[Collected data]
┄┄┄┄┄┄

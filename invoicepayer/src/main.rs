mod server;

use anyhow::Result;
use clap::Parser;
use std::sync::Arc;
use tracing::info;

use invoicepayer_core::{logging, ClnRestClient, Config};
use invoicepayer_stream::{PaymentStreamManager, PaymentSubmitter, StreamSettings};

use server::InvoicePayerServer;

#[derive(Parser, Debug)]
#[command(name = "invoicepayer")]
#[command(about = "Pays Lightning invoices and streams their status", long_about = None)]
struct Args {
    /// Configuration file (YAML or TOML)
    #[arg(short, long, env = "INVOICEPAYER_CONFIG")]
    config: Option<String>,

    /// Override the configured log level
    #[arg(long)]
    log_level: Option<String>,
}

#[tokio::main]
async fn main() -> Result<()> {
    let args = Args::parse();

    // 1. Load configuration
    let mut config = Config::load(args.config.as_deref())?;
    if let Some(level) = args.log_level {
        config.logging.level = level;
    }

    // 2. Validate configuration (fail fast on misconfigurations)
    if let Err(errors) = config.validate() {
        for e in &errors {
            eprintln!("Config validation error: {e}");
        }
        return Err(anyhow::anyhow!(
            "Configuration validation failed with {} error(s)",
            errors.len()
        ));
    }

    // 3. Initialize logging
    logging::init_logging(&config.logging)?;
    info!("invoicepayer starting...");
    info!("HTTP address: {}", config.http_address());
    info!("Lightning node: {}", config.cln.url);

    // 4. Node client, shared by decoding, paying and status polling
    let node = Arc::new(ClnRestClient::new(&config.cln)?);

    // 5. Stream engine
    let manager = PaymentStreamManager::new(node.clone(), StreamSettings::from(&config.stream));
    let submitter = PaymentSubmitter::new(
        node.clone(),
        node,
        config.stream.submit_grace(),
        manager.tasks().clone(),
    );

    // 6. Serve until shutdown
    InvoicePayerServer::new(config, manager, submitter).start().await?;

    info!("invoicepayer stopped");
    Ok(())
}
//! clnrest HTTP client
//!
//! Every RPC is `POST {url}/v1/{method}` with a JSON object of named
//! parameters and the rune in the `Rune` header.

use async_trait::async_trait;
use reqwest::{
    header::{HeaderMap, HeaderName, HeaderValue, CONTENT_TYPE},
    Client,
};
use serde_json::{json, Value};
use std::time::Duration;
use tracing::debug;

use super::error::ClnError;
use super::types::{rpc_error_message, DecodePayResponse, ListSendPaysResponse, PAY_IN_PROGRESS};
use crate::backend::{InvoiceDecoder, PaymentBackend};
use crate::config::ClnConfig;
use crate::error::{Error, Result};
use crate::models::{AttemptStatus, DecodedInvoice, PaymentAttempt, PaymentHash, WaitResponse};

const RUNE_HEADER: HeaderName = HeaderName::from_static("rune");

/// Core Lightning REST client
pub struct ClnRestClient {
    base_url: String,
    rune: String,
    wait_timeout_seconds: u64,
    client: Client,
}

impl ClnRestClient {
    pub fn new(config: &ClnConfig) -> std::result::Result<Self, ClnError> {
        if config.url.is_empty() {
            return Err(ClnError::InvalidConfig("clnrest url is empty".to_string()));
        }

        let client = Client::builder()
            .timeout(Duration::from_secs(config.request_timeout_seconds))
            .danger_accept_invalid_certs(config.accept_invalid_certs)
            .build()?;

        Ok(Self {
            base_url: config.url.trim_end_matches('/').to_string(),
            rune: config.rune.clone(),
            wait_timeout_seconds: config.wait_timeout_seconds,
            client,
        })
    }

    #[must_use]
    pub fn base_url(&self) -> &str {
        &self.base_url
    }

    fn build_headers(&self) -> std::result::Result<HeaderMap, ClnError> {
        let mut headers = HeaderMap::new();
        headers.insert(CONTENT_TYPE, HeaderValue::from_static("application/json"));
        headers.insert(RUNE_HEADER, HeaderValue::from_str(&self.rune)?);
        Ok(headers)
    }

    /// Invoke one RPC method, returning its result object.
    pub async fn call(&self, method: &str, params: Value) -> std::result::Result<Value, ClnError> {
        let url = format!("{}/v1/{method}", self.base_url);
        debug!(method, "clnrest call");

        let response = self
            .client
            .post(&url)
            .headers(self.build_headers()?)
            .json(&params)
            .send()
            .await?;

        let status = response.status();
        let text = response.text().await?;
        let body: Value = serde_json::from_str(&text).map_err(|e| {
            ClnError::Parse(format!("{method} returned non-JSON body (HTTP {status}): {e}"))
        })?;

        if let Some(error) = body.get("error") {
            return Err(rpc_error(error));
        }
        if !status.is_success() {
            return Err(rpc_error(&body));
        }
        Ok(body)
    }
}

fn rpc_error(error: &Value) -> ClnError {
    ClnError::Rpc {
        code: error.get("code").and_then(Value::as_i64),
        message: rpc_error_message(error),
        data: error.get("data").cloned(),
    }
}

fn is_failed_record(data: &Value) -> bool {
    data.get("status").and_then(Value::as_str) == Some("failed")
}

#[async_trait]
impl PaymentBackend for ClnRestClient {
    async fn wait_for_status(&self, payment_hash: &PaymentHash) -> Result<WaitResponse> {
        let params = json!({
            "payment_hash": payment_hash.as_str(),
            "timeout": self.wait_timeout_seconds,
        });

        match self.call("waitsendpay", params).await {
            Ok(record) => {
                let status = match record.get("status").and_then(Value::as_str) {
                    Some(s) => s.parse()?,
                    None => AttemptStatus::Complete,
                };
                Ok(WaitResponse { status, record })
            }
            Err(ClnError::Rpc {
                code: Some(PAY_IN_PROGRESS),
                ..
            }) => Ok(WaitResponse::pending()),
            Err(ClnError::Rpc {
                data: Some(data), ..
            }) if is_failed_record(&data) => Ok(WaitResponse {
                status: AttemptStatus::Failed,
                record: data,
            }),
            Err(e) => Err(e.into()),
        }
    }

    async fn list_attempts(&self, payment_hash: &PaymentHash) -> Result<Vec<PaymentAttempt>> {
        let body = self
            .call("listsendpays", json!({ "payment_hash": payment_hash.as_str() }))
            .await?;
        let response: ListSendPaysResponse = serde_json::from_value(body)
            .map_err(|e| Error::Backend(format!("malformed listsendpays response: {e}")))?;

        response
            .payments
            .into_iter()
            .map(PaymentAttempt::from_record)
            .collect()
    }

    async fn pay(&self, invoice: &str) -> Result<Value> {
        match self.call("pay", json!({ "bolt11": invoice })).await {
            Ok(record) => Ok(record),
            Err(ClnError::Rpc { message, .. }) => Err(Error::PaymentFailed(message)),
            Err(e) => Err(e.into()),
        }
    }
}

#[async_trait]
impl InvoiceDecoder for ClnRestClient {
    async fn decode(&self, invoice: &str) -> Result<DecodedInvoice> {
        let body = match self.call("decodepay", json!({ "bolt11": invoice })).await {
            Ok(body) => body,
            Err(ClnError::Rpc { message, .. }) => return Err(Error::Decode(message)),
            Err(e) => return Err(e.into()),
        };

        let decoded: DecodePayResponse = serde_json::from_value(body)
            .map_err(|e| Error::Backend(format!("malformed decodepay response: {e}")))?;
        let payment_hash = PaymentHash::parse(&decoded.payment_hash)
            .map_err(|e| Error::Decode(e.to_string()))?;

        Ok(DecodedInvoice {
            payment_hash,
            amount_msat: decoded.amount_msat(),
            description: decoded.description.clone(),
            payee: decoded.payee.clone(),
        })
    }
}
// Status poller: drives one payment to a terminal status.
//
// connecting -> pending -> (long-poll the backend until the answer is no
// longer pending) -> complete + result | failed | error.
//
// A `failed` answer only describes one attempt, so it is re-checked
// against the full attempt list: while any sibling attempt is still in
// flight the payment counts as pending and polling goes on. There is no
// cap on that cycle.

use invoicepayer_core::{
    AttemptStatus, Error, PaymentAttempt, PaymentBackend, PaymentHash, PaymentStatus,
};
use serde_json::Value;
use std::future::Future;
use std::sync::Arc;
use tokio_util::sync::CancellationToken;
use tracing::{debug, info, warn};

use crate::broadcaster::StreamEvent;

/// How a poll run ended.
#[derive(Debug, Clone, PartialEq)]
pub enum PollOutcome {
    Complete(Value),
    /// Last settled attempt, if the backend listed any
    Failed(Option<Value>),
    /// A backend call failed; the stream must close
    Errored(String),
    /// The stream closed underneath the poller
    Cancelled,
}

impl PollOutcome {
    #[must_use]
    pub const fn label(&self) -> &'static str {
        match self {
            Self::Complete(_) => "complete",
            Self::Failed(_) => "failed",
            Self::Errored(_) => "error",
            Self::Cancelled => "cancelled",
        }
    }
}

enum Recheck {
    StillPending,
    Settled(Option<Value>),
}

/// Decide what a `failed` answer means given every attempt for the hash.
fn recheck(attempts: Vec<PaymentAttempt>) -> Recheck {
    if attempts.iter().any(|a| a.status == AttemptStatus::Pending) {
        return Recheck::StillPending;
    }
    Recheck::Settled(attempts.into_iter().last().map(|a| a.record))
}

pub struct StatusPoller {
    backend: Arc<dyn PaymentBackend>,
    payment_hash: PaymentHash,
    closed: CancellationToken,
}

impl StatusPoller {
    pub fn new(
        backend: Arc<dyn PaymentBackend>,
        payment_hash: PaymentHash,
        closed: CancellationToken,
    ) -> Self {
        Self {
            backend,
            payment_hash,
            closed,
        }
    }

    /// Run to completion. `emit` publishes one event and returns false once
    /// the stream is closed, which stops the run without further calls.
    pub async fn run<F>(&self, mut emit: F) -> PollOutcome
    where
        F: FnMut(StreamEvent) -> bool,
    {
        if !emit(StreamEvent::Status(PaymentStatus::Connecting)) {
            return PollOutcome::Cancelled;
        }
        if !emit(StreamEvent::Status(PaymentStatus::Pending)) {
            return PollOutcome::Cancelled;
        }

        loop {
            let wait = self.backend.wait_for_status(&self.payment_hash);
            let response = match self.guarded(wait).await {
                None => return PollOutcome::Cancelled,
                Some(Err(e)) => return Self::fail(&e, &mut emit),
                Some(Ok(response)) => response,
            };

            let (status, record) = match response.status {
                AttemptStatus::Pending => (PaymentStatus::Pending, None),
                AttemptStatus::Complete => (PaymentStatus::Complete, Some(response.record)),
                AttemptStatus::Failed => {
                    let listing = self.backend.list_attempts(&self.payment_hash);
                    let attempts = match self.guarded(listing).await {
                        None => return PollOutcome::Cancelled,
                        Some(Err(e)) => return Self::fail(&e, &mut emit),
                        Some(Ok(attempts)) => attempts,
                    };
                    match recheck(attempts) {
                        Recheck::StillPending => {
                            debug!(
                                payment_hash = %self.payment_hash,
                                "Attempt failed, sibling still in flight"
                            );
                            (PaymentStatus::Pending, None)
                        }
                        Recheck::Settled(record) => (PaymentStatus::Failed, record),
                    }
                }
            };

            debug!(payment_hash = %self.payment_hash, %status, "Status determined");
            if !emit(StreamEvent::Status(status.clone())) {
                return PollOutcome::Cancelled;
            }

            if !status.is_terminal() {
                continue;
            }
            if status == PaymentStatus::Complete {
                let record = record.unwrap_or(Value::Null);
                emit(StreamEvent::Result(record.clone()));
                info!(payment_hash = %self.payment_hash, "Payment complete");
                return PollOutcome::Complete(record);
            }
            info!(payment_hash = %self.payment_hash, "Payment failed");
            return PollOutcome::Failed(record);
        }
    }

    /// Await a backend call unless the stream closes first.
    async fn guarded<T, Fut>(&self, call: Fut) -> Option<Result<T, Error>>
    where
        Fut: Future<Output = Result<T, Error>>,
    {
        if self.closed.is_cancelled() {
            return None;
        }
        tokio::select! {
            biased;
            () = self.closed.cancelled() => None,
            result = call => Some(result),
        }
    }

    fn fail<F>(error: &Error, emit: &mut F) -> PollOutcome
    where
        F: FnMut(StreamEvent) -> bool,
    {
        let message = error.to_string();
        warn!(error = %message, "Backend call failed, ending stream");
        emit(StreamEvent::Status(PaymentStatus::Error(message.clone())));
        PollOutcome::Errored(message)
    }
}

┄┄┄┄┄┄

▶ [Problem to work on] Pick each line holding "body" out of the entries above and return it.

▶ [Your solution]
        let body: Value = serde_json::from_str(&text).map_err(|e| {
            ClnError::Parse(format!("{method} returned non-JSON body (HTTP {status}): {e}"))
        if let Some(error) = body.get("error") {
            return Err(rpc_error(&body));
        Ok(body)
        let body = self
        let response: ListSendPaysResponse = serde_json::from_value(body)
        let body = match self.call("decodepay", json!({ "bolt11": invoice })).await {
            Ok(body) => body,
        let decoded: DecodePayResponse = serde_json::from_value(body)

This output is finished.